▸ The problem: Find the line with "y, buffer.area.width, 1))" and the line with "pub fn buffer_region_to_string(buffer: &Buffer, area: Rect)" in the entries below; output exactly those two lines, every line between them, and no others.

== Segment start ==

//! Deterministic items for grid tests

use conduit_grid::{AgentBranch, GridItem};

/// Minimal grid item: a key and nothing else
#[derive(Debug, Clone, PartialEq, Eq)]
pub struct Key(pub String);

impl GridItem for Key {
    fn key(&self) -> &str {
        &self.0
    }
}

/// `n` keys named `item-0` .. `item-{n-1}`
pub fn keys(n: usize) -> Vec<Key> {
    (0..n).map(|i| Key(format!("item-{}", i))).collect()
}

/// Agent with a fixed id and some streamed output
pub fn agent(id: &str, output: &str) -> AgentBranch {
    let mut branch = AgentBranch::new(id, id, format!("prompt for {}", id));
    if !output.is_empty() {
        branch.push_output(output);
    }
    branch
}

/// `n` agents named `agent-0` .. with a two-line preview each
pub fn agents(n: usize) -> Vec<AgentBranch> {
    (0..n)
        .map(|i| agent(&format!("agent-{}", i), &format!("step one\nstep two of {}", i)))
        .collect()
}
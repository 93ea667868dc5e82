//! TUI testing utilities using Ratatui's TestBackend
//!
//! Renders widgets into a test buffer and reads rows back as strings.

use ratatui::{backend::TestBackend, buffer::Buffer, layout::Rect, Terminal};

/// Create a test terminal with custom dimensions
pub fn create_test_terminal_sized(width: u16, height: u16) -> Terminal<TestBackend> {
    let backend = TestBackend::new(width, height);
    Terminal::new(backend).expect("Failed to create test terminal")
}

/// One buffer row as a string, trailing whitespace trimmed
pub fn row_text(buffer: &Buffer, y: u16) -> String {
    buffer_region_to_string(buffer, Rect::new(buffer.area.x, y, buffer.area.width, 1))
        .trim_end()
        .to_string()
}

/// Every row of the buffer, trailing whitespace trimmed
pub fn buffer_rows(buffer: &Buffer) -> Vec<String> {
    let area = buffer.area;
    (area.y..area.bottom()).map(|y| row_text(buffer, y)).collect()
}

/// Extract a specific region of the buffer as a string
pub fn buffer_region_to_string(buffer: &Buffer, area: Rect) -> String {
    let mut lines = Vec::new();
    for y in area.y..area.bottom() {
        let mut line = String::new();
        for x in area.x..area.right() {
            if let Some(cell) = buffer.cell((x, y)) {
                line.push_str(cell.symbol());
            }
        }
        lines.push(line);
    }
    lines.join("\n")
}

/// Check if the buffer contains a string anywhere
pub fn buffer_contains(buffer: &Buffer, text: &str) -> bool {
    buffer_rows(buffer).iter().any(|row| row.contains(text))
}

/// Get the character at a specific position
pub fn char_at(buffer: &Buffer, x: u16, y: u16) -> Option<&str> {
    buffer.cell((x, y)).map(|cell| cell.symbol())
}

#[cfg(test)]
mod tests {
    use super::*;
    use ratatui::widgets::Paragraph;

    #[test]
    fn test_row_helpers() {
        let mut terminal = create_test_terminal_sized(12, 3);
        terminal
            .draw(|f| f.render_widget(Paragraph::new("ABC\nsecond"), f.area()))
            .unwrap();

        let buffer = terminal.backend().buffer();
        assert_eq!(row_text(buffer, 0), "ABC");
        assert_eq!(buffer_rows(buffer), vec!["ABC", "second", ""]);
        assert!(buffer_contains(buffer, "cond"));
        assert_eq!(char_at(buffer, 1, 0), Some("B"));
        assert_eq!(
            buffer_region_to_string(buffer, Rect::new(0, 0, 3, 2)),
            "ABC\nsec"
        );
    }
}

== Segment end ==

▸ Answer for the task:
    buffer_region_to_string(buffer, Rect::new(buffer.area.x, y, buffer.area.width, 1))
        .trim_end()
        .to_string()
}

/// Every row of the buffer, trailing whitespace trimmed
pub fn buffer_rows(buffer: &Buffer) -> Vec<String> {
    let area = buffer.area;
    (area.y..area.bottom()).map(|y| row_text(buffer, y)).collect()
}

/// Extract a specific region of the buffer as a string
pub fn buffer_region_to_string(buffer: &Buffer, area: Rect) -> String {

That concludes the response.